For the carotenosomes an approximate thickness of the baseplate could be obtained (Fig. 2d,e), a measurement obscured by the BChl c interior in the chlorosomes. The baseplate thickness of 44±3 Å (obtained from 14 distance measurements in EM power-spectra (Supplementary Fig. 8) compares well with the thickness of the entire carotenosome, measured by atomic force microscopy to 43±8 Å (ref. 15). Altogether, cryo-EM results point to a baseplate structure conserved between at least these two species with a lattice of 33 Å in both directions in the plane and about 44 Å thick.

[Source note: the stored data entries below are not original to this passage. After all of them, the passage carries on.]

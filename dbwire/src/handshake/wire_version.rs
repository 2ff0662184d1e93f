use std::fmt::{Display, Formatter};

/// Protocol revision a server advertises during the handshake.
#[derive(Clone, Copy, Debug, PartialEq, Eq, PartialOrd, Ord, Hash)]
pub struct WireVersion(pub i32);

impl WireVersion {
    pub const SERVER_3_4: WireVersion = WireVersion(5);
    pub const SERVER_3_6: WireVersion = WireVersion(6);
    pub const SERVER_4_0: WireVersion = WireVersion(7);
    pub const SERVER_4_2: WireVersion = WireVersion(8);
    pub const SERVER_4_4: WireVersion = WireVersion(9);
    pub const SERVER_5_0: WireVersion = WireVersion(13);
    pub const SERVER_6_0: WireVersion = WireVersion(17);
    pub const SERVER_7_0: WireVersion = WireVersion(21);

    pub const MINIMUM_SUPPORTED: WireVersion = WireVersion::SERVER_3_6;

    pub fn is_deprecated(&self) -> bool {
        return *self < WireVersion::MINIMUM_SUPPORTED;
    }

    pub fn supports(&self, required: WireVersion) -> bool {
        return *self >= required;
    }
}

impl Display for WireVersion {
    fn fmt(&self, formatter: &mut Formatter<'_>) -> std::fmt::Result {
        write!(formatter, "wire version {}", self.0)
    }
}
use std::error::Error;
use std::io;
use std::sync::Arc;

use thiserror::Error;

use crate::net::connect::correlation_id::CorrelationId;
use crate::net::connect::error::AnyError;

#[derive(Error, Debug)]
pub enum TransportError {
    #[error("transport i/o error: {0}")]
    Io(#[from] io::Error),
    #[error("transport error: {0}")]
    Other(String),
}

/// Terminal failure delivered to a pending reply.
///
/// Cheap to clone: a single teardown cause is handed to every request still waiting.
#[derive(Error, Debug, Clone)]
pub enum ReplyError {
    #[error("connection closed")]
    ConnectionClosed,
    #[error("connection failed: {0}")]
    Transport(#[source] Arc<TransportError>),
    #[error("query failed: {0}")]
    QueryFailure(#[source] Arc<dyn Error + Send + Sync + 'static>),
    #[error("request {0} timed out")]
    Timeout(CorrelationId),
    #[error("request {0} was cancelled")]
    Cancelled(CorrelationId),
    #[error("correlation id {0} is already awaiting a reply")]
    DuplicateCorrelationId(CorrelationId),
}

impl ReplyError {
    pub fn query_failure<E: Into<AnyError>>(error: E) -> Self {
        return ReplyError::QueryFailure(Arc::from(error.into()));
    }

    pub fn transport(error: TransportError) -> Self {
        return ReplyError::Transport(Arc::new(error));
    }

    pub fn is_connection_closed(&self) -> bool {
        return matches!(self, ReplyError::ConnectionClosed);
    }
}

Earlier studies combining ssNMR constraints and microscopy-derived density models21,22,23,24 profited on a larger number of distance constraints and a density model with a higher resolution. However, we stress out here that the present study is performed in the context of the full carotenosomes where both lipids and carotenoids are abundant in the native environment in which some variations is seen for the quaternary structure of the carotenosomes. As a natural result, this true variation is reflected in the precision of the experimental data, but on the other hand, the accuracy of the data is not biased by purification or other non-native manipulations of the baseplate system. The carotenosomes are prone to stick to each other and to take preferred orientations complicating the reconstruction process and the resulting resolution. To possibly get better cryo-EM and ssNMR data, one could remove carotenoids and quinones not necessary for an intact baseplate. The carotenosomes may contain loosely bound carotenoids that would allow removal by a hexane wash similar to hexane washing of chlorosomes from Cba. tepidum53,54. An alternative procedure (work in progress) could be to genetically eliminate all carotenoids, because carotenoids appear not to be essential for the structural integrity of the baseplate structure55. Another approach to possibly obtain better resolution through an unambiguous viewing angle for cryo-EM could be to orient the carotenosomes on a functionalized lipid surface56, followed by acquisition of tilted image pairs. However, through the application of complementary restraints from LD, CD and ACD together with ab initio calculation, and by following our systematic procedure for searching conformational space for the symmetric structure, it was still possible to derive a reliable high-resolution structure of the CsmA baseplate.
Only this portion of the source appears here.